Internal citations omitted, emphasis added. Furthermore, the underlying federal claim must appear on the face of the complaint. First Federal Savings & Loan Ass'n v. Anderson, 681 F.2d 528, 532 (8th Cir.1982).

Both Counts one and two of plaintiffs' Amended Complaint allege defendants' alleged conduct violated NEPA. See Amended Complaint at 19-21. No other substantive federal law is addressed. As noted by defendants, however, "NEPA does not authorize a private right of action." Central S.D. Coop. Grazing Dist. v. Sec'y of the United States Dep't of Ag., 266 F.3d 889, 894 (8th Cir.2001). Nor does it "regulate the conduct of private parties or state or local governments." Sierra Club v. United States EPA, 995 F.2d 1478, 1479 (9th Cir.1993). Rather, NEPA regulates the federal government and/or agency. Accordingly, the Court finds plaintiffs have failed to allege a substantive federal claim that could support this Court's exercise of federal question jurisdiction under 28 U.S.C. § 1331.

 
2. The Declaratory Judgment Act

Plaintiffs also attempt to establish subject matter jurisdiction pursuant to the Declaratory Judgment Act, 28 U.S.C. §§ 2201-2202, see Amended Complaint at ¶ 17. Similar to section 1331, however, the Declaratory Judgment Act does not provide an independent basis for subject matter jurisdiction, but rather, "enlarged the range of remedies available" for cases otherwise within the court's jurisdiction. Missouri ex rel. Missouri Hwy & Transp. Comm'n v. Cuffley, 112 F.3d 1332, 1334 (8th Cir.1997); see also Anderson v. Sullivan, 959 F.2d 690, 693 n. 4 (8th Cir.1992) (Act "presupposes an independent form of jurisdiction ... [and] does not expand the jurisdiction of the federal courts"). In fact, plaintiffs acknowledge in their resistance memorandum that they cite to the Declaratory Judgment Act in the jurisdictional allegations of their Amended Complaint simply to inform the Court they seek declaratory relief "and this Court has the authority to grant it." Plaintiffs' Supplemental Opposition to the City of West Des Moines' Motion to Dismiss the Amended Complaint at 9.

 
3. The All Writs Act

In their supplemental resistance memorandum, plaintiffs allege this Court may *1208 exercise subject matter jurisdiction based on the "extraordinary powers" instilled within the federal courts under the All Writs Act, 28 U.S.C. § 1651. See Plaintiffs' Supplemental Opposition to the City of West Des Moines' Motion to Dismiss the Amended Complaint at 9. Again, this Court does not agree.
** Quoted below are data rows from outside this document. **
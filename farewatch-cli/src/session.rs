use chrono::Utc;
use farewatch_core::replies;
use farewatch_offer::LocalFallback;
use farewatch_shared::{ChatMessage, ChatReply, Conversation, Role};
use rand::rngs::StdRng;

use crate::client::ChatClient;

pub const WELCOME: &str = "Hi there! I'm your AI-powered flight price tracker assistant. Tell me where you'd like to fly, and I'll help you find the best deals and track prices for you. For example, you can ask: 'Track flights from New York to London for next month' or 'What's the average price from Dubai to Mumbai?'";

/// One chat session. Replies come from the service when it answers in
/// time, otherwise from the local fallback.
pub struct Session {
    conversation: Conversation,
    client: Option<ChatClient>,
    fallback: LocalFallback,
    rng: StdRng,
}

impl Session {
    /// `client` is `None` in offline mode.
    pub fn new(client: Option<ChatClient>, rng: StdRng) -> Self {
        let mut conversation = Conversation::new();
        conversation.push(ChatMessage::new(Role::Assistant, WELCOME));

        Self {
            conversation,
            client,
            fallback: LocalFallback::new(),
            rng,
        }
    }

    pub fn conversation(&self) -> &Conversation {
        &self.conversation
    }

    /// Record `text` and return the assistant messages it produced.
    pub async fn ask(&mut self, text: &str) -> anyhow::Result<Vec<ChatMessage>> {
        self.conversation.push(ChatMessage::new(Role::User, text));
        let start = self.conversation.len();

        let remote = match &self.client {
            Some(client) => match client.send(&self.conversation.turns()).await {
                Ok(reply) => Some(reply),
                Err(e) => {
                    tracing::warn!(error = %e, "Chat service unavailable, using local fallback");
                    self.conversation.push(ChatMessage::new(Role::Assistant, replies::BACKUP_NOTICE));
                    None
                }
            },
            None => None,
        };

        let reply = match remote {
            Some(reply) => reply,
            None => self.local_reply(text)?,
        };
        self.conversation.push(ChatMessage::from_reply(reply));

        Ok(self.conversation.messages()[start..].to_vec())
    }

    fn local_reply(&mut self, text: &str) -> anyhow::Result<ChatReply> {
        let today = Utc::now().date_naive();
        Ok(self.fallback.respond(text, today, &mut self.rng)?)
    }
}
use chrono::{Days, NaiveDate};
use farewatch_catalog::{airlines, PricingEngine};
use farewatch_core::airports::route_label;
use farewatch_shared::{FlightOffer, PriceStatistics, PriceTrend};
use rand::Rng;

/// Offers per server-side response.
pub const OFFER_COUNT: usize = 4;

const CURRENCY: &str = "USD";

/// Synthesizes flight listings for a route. Every random draw goes through
/// the caller's `Rng`, so a seeded generator gives repeatable offers.
pub struct OfferGenerator {
    pricing_engine: PricingEngine,
}

impl OfferGenerator {
    pub fn new(pricing_engine: PricingEngine) -> Self {
        Self { pricing_engine }
    }

    pub fn pricing(&self) -> &PricingEngine {
        &self.pricing_engine
    }

    /// Offers priced inside the statistics' band, deltas following its trend.
    /// The first three offers each carry one piece of the analysis.
    pub fn generate_from_statistics<R: Rng + ?Sized>(
        &self,
        from: &str,
        to: &str,
        stats: &PriceStatistics,
        today: NaiveDate,
        rng: &mut R,
    ) -> Result<Vec<FlightOffer>, OfferError> {
        let (min_price, max_price) = self.pricing_engine.statistics_band(stats, from, to, rng);
        let (from_label, to_label) = (route_label(from), route_label(to));

        (0..OFFER_COUNT)
            .map(|i| {
                let (depart_date, return_date) = travel_dates(today, rng)?;

                let raw = min_price as f64 + rng.gen::<f64>() * (max_price - min_price) as f64;
                let price = self.pricing_engine.apply_floor(raw.round() as i32);
                let delta = price_delta(Some(stats.price_trend), rng);

                Ok(FlightOffer {
                    id: format!("flight{}", i + 1),
                    from: from_label.clone(),
                    to: to_label.clone(),
                    depart_date,
                    return_date,
                    price,
                    previous_price: price - delta,
                    airline: airlines::pick(&airlines::FULL_ROSTER, rng),
                    currency: CURRENCY.to_string(),
                    insight: (i == 0).then(|| stats.price_insight.clone()),
                    best_time_to_book: (i == 1).then(|| stats.best_time_to_book.clone()),
                    cheapest_month: (i == 2).then(|| stats.cheapest_month.clone()),
                })
            })
            .collect()
    }

    /// Offers jittered ±75 around the route's base fare; no analysis attached.
    pub fn generate_heuristic<R: Rng + ?Sized>(
        &self,
        from: &str,
        to: &str,
        today: NaiveDate,
        rng: &mut R,
    ) -> Result<Vec<FlightOffer>, OfferError> {
        let base_price = self.pricing_engine.base_price(from, to, rng);
        let (from_label, to_label) = (route_label(from), route_label(to));

        (0..OFFER_COUNT)
            .map(|i| {
                let (depart_date, return_date) = travel_dates(today, rng)?;

                let variation = rng.gen_range(-75..=75);
                let price = self.pricing_engine.apply_floor(base_price + variation);
                let delta = price_delta(None, rng);

                Ok(FlightOffer {
                    id: format!("flight{}", i + 1),
                    from: from_label.clone(),
                    to: to_label.clone(),
                    depart_date,
                    return_date,
                    price,
                    previous_price: price - delta,
                    airline: airlines::pick(&airlines::STANDARD_ROSTER, rng),
                    currency: CURRENCY.to_string(),
                    insight: None,
                    best_time_to_book: None,
                    cheapest_month: None,
                })
            })
            .collect()
    }
}

/// Departure 30..=39 days out, return 7..=11 days after that.
pub(crate) fn travel_dates<R: Rng + ?Sized>(
    today: NaiveDate,
    rng: &mut R,
) -> Result<(NaiveDate, NaiveDate), OfferError> {
    let depart = today
        .checked_add_days(Days::new(rng.gen_range(30..=39)))
        .ok_or(OfferError::DateOutOfRange(today))?;
    let ret = depart
        .checked_add_days(Days::new(rng.gen_range(7..=11)))
        .ok_or(OfferError::DateOutOfRange(depart))?;
    Ok((depart, ret))
}

/// A delta in -25..=25, forced onto the trend's sign when one is given.
pub(crate) fn price_delta<R: Rng + ?Sized>(trend: Option<PriceTrend>, rng: &mut R) -> i32 {
    let delta = rng.gen_range(-25..=25);
    trend.map_or(delta, |t| t.constrain(delta))
}

#[derive(Debug, thiserror::Error)]
pub enum OfferError {
    #[error("Travel date out of range after {0}")]
    DateOutOfRange(NaiveDate),
}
The All Writs Act provides as follows:

 
(a) The Supreme Court and all courts established by Act of Congress may issue all writs necessary or appropriate in aid of their respective jurisdictions and agreeable to the usages and principles of law.
 
(b) An alternative writ or rule may be issued by a justice or judge of a court which has jurisdiction.

28 U.S.C. § 1651. As noted by plaintiffs, the United States Supreme Court has held:

The All Writs Act, 28 U.S.C. § 1651(a), empowers the federal courts to `issue all writs necessary or appropriate in aid of their respective jurisdictions and agreeable to the usages and principles of law.' The exercise of this power `is in the nature of appellate jurisdiction' where directed to an inferior court, Ex parte Crane, 5 Pet. 190, 193, 8 L. Ed. 92 (1831), and extends to the potential jurisdiction of the appellate court where an appeal is not then pending but may be later perfected. Cf. Ex parte Bradstreet, 7 Pet. 634, 8 L. Ed. 810 (1833).

 
....
 
This grant includes the traditional power to issue injunctions to preserve the status quo while administrative proceedings are in progress and prevent impairment of the effective exercise of appellate jurisdiction.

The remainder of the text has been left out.